BRIEF: Keep only the lines that hold the string "Html", filtering out the rest of the entries below.

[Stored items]

//! Heterogeneous children in one collection, and pages inside pages

use capsule::{Page, PageMsg};
use capsule_core::{Cmd, Html, Program, Runtime, RuntimeConfig, Sub};
use capsule_testkit::fixtures::{clock, counter, signup};
use capsule_testkit::{assert_absorbed, assert_text, click};
use std::collections::BTreeMap;
use std::time::Duration;

#[derive(Clone)]
struct Dashboard {
    pages: BTreeMap<&'static str, Page>,
}

#[derive(Debug, Clone)]
enum DashMsg {
    Child(&'static str, PageMsg),
}

fn dashboard() -> Program<(), Dashboard, DashMsg> {
    Program::element(
        |()| {
            let (counter, counter_cmd) = Page::element(counter::program()).init(3);
            let (clock, clock_cmd) =
                Page::element(clock::program()).init(Duration::from_millis(100));
            let (form, form_cmd) = Page::element(signup::program()).init(());
            let cmd = Cmd::batch([
                counter_cmd.map(|m| DashMsg::Child("counter", m)),
                clock_cmd.map(|m| DashMsg::Child("clock", m)),
                form_cmd.map(|m| DashMsg::Child("form", m)),
            ]);
            let pages = BTreeMap::from([("clock", clock), ("counter", counter), ("form", form)]);
            (Dashboard { pages }, cmd)
        },
        |DashMsg::Child(key, msg), mut dashboard| {
            let Some(page) = dashboard.pages.get(key) else {
                return (dashboard, Cmd::none());
            };
            let (page, cmd) = page.update(msg);
            dashboard.pages.insert(key, page);
            (dashboard, cmd.map(move |m| DashMsg::Child(key, m)))
        },
        |dashboard| {
            Html::element("main")
                .children(
                    dashboard
                        .pages
                        .iter()
                        .map(|(&key, page)| page.view(move |m| DashMsg::Child(key, m))),
                )
                .into()
        },
        |dashboard| {
            Sub::batch(
                dashboard
                    .pages
                    .iter()
                    .map(|(&key, page)| page.subscriptions(move |m| DashMsg::Child(key, m))),
            )
        },
    )
}

fn text(runtime: &Runtime<(), Dashboard, DashMsg>, key: &str) -> String {
    runtime.model().pages[key].view(|m| m).text_content()
}

#[test]
fn children_update_independently() {
    let mut runtime = Runtime::start(dashboard(), (), RuntimeConfig::default());
    runtime.click(counter::INC).unwrap();
    runtime.advance(Duration::from_millis(350)).unwrap();

    assert_eq!(text(&runtime, "counter"), "4");
    assert_eq!(text(&runtime, "clock"), "3pause");
    assert_eq!(runtime.subscriptions().len(), 1);
}

#[test]
fn paused_child_drops_its_subscription() {
    let mut runtime = Runtime::start(dashboard(), (), RuntimeConfig::default());
    runtime.click(clock::TOGGLE).unwrap();
    assert!(runtime.subscriptions().is_empty());

    runtime.advance(Duration::from_secs(1)).unwrap();
    assert_eq!(text(&runtime, "clock"), "0resume");
}

#[test]
fn message_routed_to_a_sibling_is_rejected() {
    let mut runtime = Runtime::start(dashboard(), (), RuntimeConfig::default());
    let DashMsg::Child(_, inc) = click(&runtime.view(), counter::INC);
    let clock_before = runtime.model().pages["clock"].clone();

    runtime.send(DashMsg::Child("clock", inc)).unwrap();
    assert!(runtime.model().pages["clock"].ptr_eq(&clock_before));
    assert_eq!(text(&runtime, "counter"), "3");
}

#[test]
fn generations_are_distinct_across_children() {
    let runtime = Runtime::start(dashboard(), (), RuntimeConfig::default());
    let pages = &runtime.model().pages;
    assert_ne!(pages["clock"].generation(), pages["counter"].generation());
    assert_ne!(pages["counter"].generation(), pages["form"].generation());
}

/// A program whose whole model is another page.
fn frame() -> Program<i64, Page, PageMsg> {
    Program::element(
        |start| Page::element(counter::program()).init(start),
        |msg, inner: Page| inner.update(msg),
        |inner: &Page| {
            Html::element("section")
                .child(inner.view(|m| m))
                .into()
        },
        |inner: &Page| inner.subscriptions(|m| m),
    )
}

#[test]
fn pages_nest() {
    let (outer, _) = Page::element(frame()).init(7);
    let msg = click(&outer.view(|m| m), counter::INC);
    assert!(outer.accepts(&msg));

    let (outer, cmd) = outer.update(msg);
    assert!(cmd.is_none());
    assert_text!(outer.view(|m| m), "8");
}

#[test]
fn nested_timer_reply_is_absorbed_after_outer_restart() {
    let init = Page::element(frame());
    let (first, _) = init.init(0);
    let (_, cmd) = first.update(click(&first.view(|m| m), counter::LATER));
    let late = capsule_testkit::only_timer(cmd);

    let (second, _) = init.init(0);
    let (after, cmd) = second.update(late);
    assert_absorbed!(second, after, cmd);
}

#[test]
fn sandboxed_child_drops_its_delayed_increment() {
    let (mut page, cmd) = Page::element(counter::sandbox()).init(());
    assert!(cmd.is_none());

    for id in [counter::INC, counter::INC, counter::LATER] {
        let (next, cmd) = page.update(click(&page.view(|m| m), id));
        assert!(cmd.is_none());
        page = next;
    }
    assert_text!(page.view(|m| m), "2");
}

RESULT OF THIS TASK:
use capsule_core::{Cmd, Html, Program, Runtime, RuntimeConfig, Sub};
            Html::element("main")
            Html::element("section")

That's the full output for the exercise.